### Your objective:
The answer should be an exact copy of the lines from the one with "tokens.push(digit);" through the end of the listing below, with no other lines.

### Given data:
• • • •

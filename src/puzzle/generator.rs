//! Seeded puzzle generation.
//!
//! `generate` is a pure function of `(date, tier)`: the seed comes from the
//! calendar, the bit generator is pinned, and the draw order is fixed
//! (operand digits, operator positions, operators, the Hard-tier mask index,
//! then the decoy digit). Changing any of these would silently re-deal every
//! published puzzle, so the whole pipeline is regression-tested against
//! recorded fixtures.
//!
//! ```
//! use chrono::NaiveDate;
//! use digitle::{generate, Difficulty};
//!
//! let day = NaiveDate::from_ymd_opt(2026, 3, 14).unwrap();
//! assert_eq!(generate(day, Difficulty::Hard), generate(day, Difficulty::Hard));
//! ```

use chrono::NaiveDate;

use crate::core::{puzzle_seed, Difficulty, PuzzleRng};
use crate::eval::evaluate;

use super::{Puzzle, UNKNOWN};

/// Generate the puzzle for one `(date, tier)` pair.
#[must_use]
pub fn generate(date: NaiveDate, difficulty: Difficulty) -> Puzzle {
    let mut rng = PuzzleRng::new(puzzle_seed(date, difficulty));
    let equation = draft_equation(&mut rng, difficulty);
    let result = evaluate(&equation);

    match difficulty {
        Difficulty::Easy | Difficulty::Medium => Puzzle {
            lhs: mask_digits(&equation),
            rhs: result.to_string(),
            reserves: reserve_tray(&mut rng, &equation, None),
        },
        Difficulty::Hard => {
            let digits = result.to_string();
            let mut idx = rng.gen_range(0..digits.len() as u32) as usize;
            if result > 0 {
                // never mask a '0' of a positive result
                while digits.as_bytes()[idx] == b'0' {
                    idx = (idx + 1) % digits.len();
                }
            }
            let hidden = char::from(digits.as_bytes()[idx]);
            let mut rhs = digits;
            rhs.replace_range(idx..=idx, &UNKNOWN.to_string());
            Puzzle {
                lhs: mask_digits(&equation),
                rhs,
                reserves: reserve_tray(&mut rng, &equation, Some(hidden)),
            }
        }
    }
}

/// Draw and assemble the fully-revealed equation for a tier.
///
/// Easy draws 4 digits and one of `+ -` at position 1 or 2; Medium and Hard
/// draw 6 digits and an ordered operator pair at one of the position pairs
/// (1,3), (2,4), (1,4). Each operator overwrites the drawn digit at its
/// position. Results below the tier's floor get every `-` rewritten to `+`.
fn draft_equation(rng: &mut PuzzleRng, difficulty: Difficulty) -> String {
    match difficulty {
        Difficulty::Easy => {
            let digits = random_digits(rng, 4);
            let positions: &[usize] = if rng.gen_range(0..2) == 0 { &[1] } else { &[2] };
            let ops = if rng.gen_bool() { "+" } else { "-" };
            lift_negative(weave_operators(&digits, positions, ops), 1)
        }
        Difficulty::Medium => {
            let digits = random_digits(rng, 6);
            let positions = operator_positions(rng);
            let ops = two_operators(rng);
            lift_negative(weave_operators(&digits, positions, ops), 1)
        }
        Difficulty::Hard => {
            let digits = random_digits(rng, 6);
            let positions = operator_positions(rng);
            let ops = two_operators_one_multiply(rng);
            // zero is an allowed Hard result
            lift_negative(weave_operators(&digits, positions, ops), 0)
        }
    }
}

fn random_digits(rng: &mut PuzzleRng, count: usize) -> String {
    (0..count).map(|_| rng.next_digit()).collect()
}

fn operator_positions(rng: &mut PuzzleRng) -> &'static [usize] {
    match rng.gen_range(0..3) {
        0 => &[1, 3],
        1 => &[2, 4],
        _ => &[1, 4],
    }
}

/// Ordered operator pairs over `{+ - *}` without same-operator repeats.
fn two_operators(rng: &mut PuzzleRng) -> &'static str {
    match rng.gen_range(0..6) {
        0 => "+-",
        1 => "+*",
        2 => "-+",
        3 => "-*",
        4 => "*+",
        _ => "*-",
    }
}

/// Ordered operator pairs containing exactly one `*`.
fn two_operators_one_multiply(rng: &mut PuzzleRng) -> &'static str {
    match rng.gen_range(0..4) {
        0 => "+*",
        1 => "-*",
        2 => "*+",
        _ => "*-",
    }
}

/// Overwrite the digit at each marked position with the next operator.
fn weave_operators(digits: &str, positions: &[usize], ops: &str) -> String {
    let mut ops_iter = ops.chars();
    digits
        .chars()
        .enumerate()
        .map(|(idx, ch)| {
            if positions.contains(&idx) {
                ops_iter.next().expect("an operator per marked position")
            } else {
                ch
            }
        })
        .collect()
}

/// Rewrite every `-` to `+` when the equation's value falls below `floor`.
fn lift_negative(equation: String, floor: i64) -> String {
    if evaluate(&equation) < floor {
        equation.replace('-', "+")
    } else {
        equation
    }
}

fn mask_digits(equation: &str) -> String {
    equation
        .chars()
        .map(|ch| if ch.is_ascii_digit() { UNKNOWN } else { ch })
        .collect()
}

/// Collect the revealed equation's digits, the Hard tier's displaced result
/// digit if any, and one decoy draw, then sort ascending. The sort happens
/// here and never again; in-play insertions append unsorted.
fn reserve_tray(rng: &mut PuzzleRng, equation: &str, carried: Option<char>) -> String {
    let mut tokens: Vec<char> = equation.chars().filter(char::is_ascii_digit).collect();
    if let Some(digit) = carried {
        tokens.push(digit);
    }
    tokens.push(rng.next_digit());
    tokens.sort_unstable();
    tokens.into_iter().collect()
}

• • • •

### Reply to the task:
        tokens.push(digit);
    }
    tokens.push(rng.next_digit());
    tokens.sort_unstable();
    tokens.into_iter().collect()
}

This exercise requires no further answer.